┌────────
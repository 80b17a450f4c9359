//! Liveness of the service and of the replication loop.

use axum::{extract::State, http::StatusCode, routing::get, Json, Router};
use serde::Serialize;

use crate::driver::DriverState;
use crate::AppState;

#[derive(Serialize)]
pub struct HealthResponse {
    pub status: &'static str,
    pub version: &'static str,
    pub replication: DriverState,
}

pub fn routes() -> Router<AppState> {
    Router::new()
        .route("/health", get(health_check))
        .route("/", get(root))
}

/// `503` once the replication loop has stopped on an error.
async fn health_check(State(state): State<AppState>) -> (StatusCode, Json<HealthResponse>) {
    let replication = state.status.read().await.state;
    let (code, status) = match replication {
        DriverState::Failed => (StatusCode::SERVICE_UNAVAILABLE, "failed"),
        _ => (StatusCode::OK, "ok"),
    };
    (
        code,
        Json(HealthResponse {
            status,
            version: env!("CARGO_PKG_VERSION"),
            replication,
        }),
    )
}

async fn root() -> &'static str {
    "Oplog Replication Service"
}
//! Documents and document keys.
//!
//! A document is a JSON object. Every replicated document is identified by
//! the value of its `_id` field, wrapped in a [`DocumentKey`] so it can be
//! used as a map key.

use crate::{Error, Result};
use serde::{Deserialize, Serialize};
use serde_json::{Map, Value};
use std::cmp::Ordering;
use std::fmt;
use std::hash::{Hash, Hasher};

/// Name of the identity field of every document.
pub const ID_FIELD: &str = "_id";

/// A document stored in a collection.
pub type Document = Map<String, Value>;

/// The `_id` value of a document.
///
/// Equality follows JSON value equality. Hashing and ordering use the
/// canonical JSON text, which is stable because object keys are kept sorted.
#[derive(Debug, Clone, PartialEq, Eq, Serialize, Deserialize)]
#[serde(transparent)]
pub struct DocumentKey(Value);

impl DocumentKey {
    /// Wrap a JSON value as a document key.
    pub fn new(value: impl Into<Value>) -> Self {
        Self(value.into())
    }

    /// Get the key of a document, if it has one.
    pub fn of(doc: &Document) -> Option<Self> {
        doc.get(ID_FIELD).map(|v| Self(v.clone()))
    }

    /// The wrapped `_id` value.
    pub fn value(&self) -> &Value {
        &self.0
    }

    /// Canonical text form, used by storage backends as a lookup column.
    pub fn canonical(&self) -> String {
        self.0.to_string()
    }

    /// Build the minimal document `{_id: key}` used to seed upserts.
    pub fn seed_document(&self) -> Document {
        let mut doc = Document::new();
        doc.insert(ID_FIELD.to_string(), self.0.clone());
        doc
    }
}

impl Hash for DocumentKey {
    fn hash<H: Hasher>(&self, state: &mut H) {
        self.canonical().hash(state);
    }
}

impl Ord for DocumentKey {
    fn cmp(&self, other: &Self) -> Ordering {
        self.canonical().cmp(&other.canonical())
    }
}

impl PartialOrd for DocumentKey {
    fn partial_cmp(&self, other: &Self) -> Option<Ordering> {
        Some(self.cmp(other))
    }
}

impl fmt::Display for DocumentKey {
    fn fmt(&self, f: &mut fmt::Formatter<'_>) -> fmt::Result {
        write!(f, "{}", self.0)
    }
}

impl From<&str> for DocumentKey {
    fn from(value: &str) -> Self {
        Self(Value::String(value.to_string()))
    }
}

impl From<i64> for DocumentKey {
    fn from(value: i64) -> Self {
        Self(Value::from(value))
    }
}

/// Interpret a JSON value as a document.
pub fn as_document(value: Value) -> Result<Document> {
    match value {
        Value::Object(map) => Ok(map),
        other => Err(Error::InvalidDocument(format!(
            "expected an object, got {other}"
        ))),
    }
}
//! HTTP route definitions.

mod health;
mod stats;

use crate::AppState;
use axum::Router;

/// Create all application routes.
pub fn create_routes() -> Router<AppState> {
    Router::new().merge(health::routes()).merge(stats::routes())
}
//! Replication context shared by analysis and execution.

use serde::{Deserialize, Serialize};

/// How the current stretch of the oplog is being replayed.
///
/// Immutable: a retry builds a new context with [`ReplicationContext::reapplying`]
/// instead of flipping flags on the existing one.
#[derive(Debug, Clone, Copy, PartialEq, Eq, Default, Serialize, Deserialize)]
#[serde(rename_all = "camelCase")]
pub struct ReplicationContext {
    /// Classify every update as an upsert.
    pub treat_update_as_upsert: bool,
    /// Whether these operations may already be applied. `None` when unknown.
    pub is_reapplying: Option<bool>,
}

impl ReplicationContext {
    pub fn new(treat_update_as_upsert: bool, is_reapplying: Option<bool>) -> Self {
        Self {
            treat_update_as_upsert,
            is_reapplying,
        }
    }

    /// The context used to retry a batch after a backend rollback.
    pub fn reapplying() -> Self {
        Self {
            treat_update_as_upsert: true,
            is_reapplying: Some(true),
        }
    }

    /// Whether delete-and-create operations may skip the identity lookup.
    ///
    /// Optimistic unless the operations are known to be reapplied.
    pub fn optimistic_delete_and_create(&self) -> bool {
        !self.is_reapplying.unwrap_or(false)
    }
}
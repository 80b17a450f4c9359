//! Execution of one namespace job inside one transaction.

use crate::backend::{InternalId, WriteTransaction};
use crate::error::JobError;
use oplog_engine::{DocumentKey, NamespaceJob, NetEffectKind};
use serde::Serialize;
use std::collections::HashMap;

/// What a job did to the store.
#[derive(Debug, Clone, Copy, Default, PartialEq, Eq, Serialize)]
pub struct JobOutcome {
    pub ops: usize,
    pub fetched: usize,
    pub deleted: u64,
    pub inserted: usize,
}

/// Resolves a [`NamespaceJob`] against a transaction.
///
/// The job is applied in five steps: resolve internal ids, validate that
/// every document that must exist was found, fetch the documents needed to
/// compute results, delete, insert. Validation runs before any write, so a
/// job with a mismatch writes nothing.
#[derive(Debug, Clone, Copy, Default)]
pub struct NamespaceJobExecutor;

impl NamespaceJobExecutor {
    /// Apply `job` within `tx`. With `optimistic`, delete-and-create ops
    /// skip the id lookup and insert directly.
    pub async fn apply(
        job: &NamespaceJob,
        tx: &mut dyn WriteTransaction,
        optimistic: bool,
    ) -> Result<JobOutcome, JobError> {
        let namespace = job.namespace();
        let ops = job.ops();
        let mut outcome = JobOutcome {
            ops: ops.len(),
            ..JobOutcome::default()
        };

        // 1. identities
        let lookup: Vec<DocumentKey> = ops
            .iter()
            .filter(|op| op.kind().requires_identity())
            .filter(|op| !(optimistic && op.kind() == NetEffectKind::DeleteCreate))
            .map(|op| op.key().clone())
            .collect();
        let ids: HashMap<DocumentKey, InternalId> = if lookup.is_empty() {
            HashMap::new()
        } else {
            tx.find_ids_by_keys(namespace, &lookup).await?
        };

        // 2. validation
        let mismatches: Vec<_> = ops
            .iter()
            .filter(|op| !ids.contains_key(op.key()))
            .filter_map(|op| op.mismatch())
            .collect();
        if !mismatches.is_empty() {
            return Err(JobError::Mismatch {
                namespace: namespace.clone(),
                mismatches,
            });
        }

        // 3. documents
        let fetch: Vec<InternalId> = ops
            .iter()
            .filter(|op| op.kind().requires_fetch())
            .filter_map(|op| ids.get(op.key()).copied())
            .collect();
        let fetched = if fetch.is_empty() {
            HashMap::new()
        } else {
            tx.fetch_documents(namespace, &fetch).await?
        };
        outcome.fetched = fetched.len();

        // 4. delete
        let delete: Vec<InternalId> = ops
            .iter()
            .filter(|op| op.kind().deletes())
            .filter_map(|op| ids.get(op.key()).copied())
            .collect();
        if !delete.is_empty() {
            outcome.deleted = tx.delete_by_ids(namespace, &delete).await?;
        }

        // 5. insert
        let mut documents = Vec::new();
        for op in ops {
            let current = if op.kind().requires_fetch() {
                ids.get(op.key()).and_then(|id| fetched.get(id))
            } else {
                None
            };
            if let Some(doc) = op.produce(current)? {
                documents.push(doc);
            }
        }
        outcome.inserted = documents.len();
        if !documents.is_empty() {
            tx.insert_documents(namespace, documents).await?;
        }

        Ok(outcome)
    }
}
└────────
For the material above, reproduce exactly the lines from the line with "Immutable: a retry" to the line with "ids, validate that", inclusive, and exclude all others.

/// Immutable: a retry builds a new context with [`ReplicationContext::reapplying`]
/// instead of flipping flags on the existing one.
#[derive(Debug, Clone, Copy, PartialEq, Eq, Default, Serialize, Deserialize)]
#[serde(rename_all = "camelCase")]
pub struct ReplicationContext {
    /// Classify every update as an upsert.
    pub treat_update_as_upsert: bool,
    /// Whether these operations may already be applied. `None` when unknown.
    pub is_reapplying: Option<bool>,
}

impl ReplicationContext {
    pub fn new(treat_update_as_upsert: bool, is_reapplying: Option<bool>) -> Self {
        Self {
            treat_update_as_upsert,
            is_reapplying,
        }
    }

    /// The context used to retry a batch after a backend rollback.
    pub fn reapplying() -> Self {
        Self {
            treat_update_as_upsert: true,
            is_reapplying: Some(true),
        }
    }

    /// Whether delete-and-create operations may skip the identity lookup.
    ///
    /// Optimistic unless the operations are known to be reapplied.
    pub fn optimistic_delete_and_create(&self) -> bool {
        !self.is_reapplying.unwrap_or(false)
    }
}
repository 80b17a450f4c9359
//! Execution of one namespace job inside one transaction.

use crate::backend::{InternalId, WriteTransaction};
use crate::error::JobError;
use oplog_engine::{DocumentKey, NamespaceJob, NetEffectKind};
use serde::Serialize;
use std::collections::HashMap;

/// What a job did to the store.
#[derive(Debug, Clone, Copy, Default, PartialEq, Eq, Serialize)]
pub struct JobOutcome {
    pub ops: usize,
    pub fetched: usize,
    pub deleted: u64,
    pub inserted: usize,
}

/// Resolves a [`NamespaceJob`] against a transaction.
///
/// The job is applied in five steps: resolve internal ids, validate that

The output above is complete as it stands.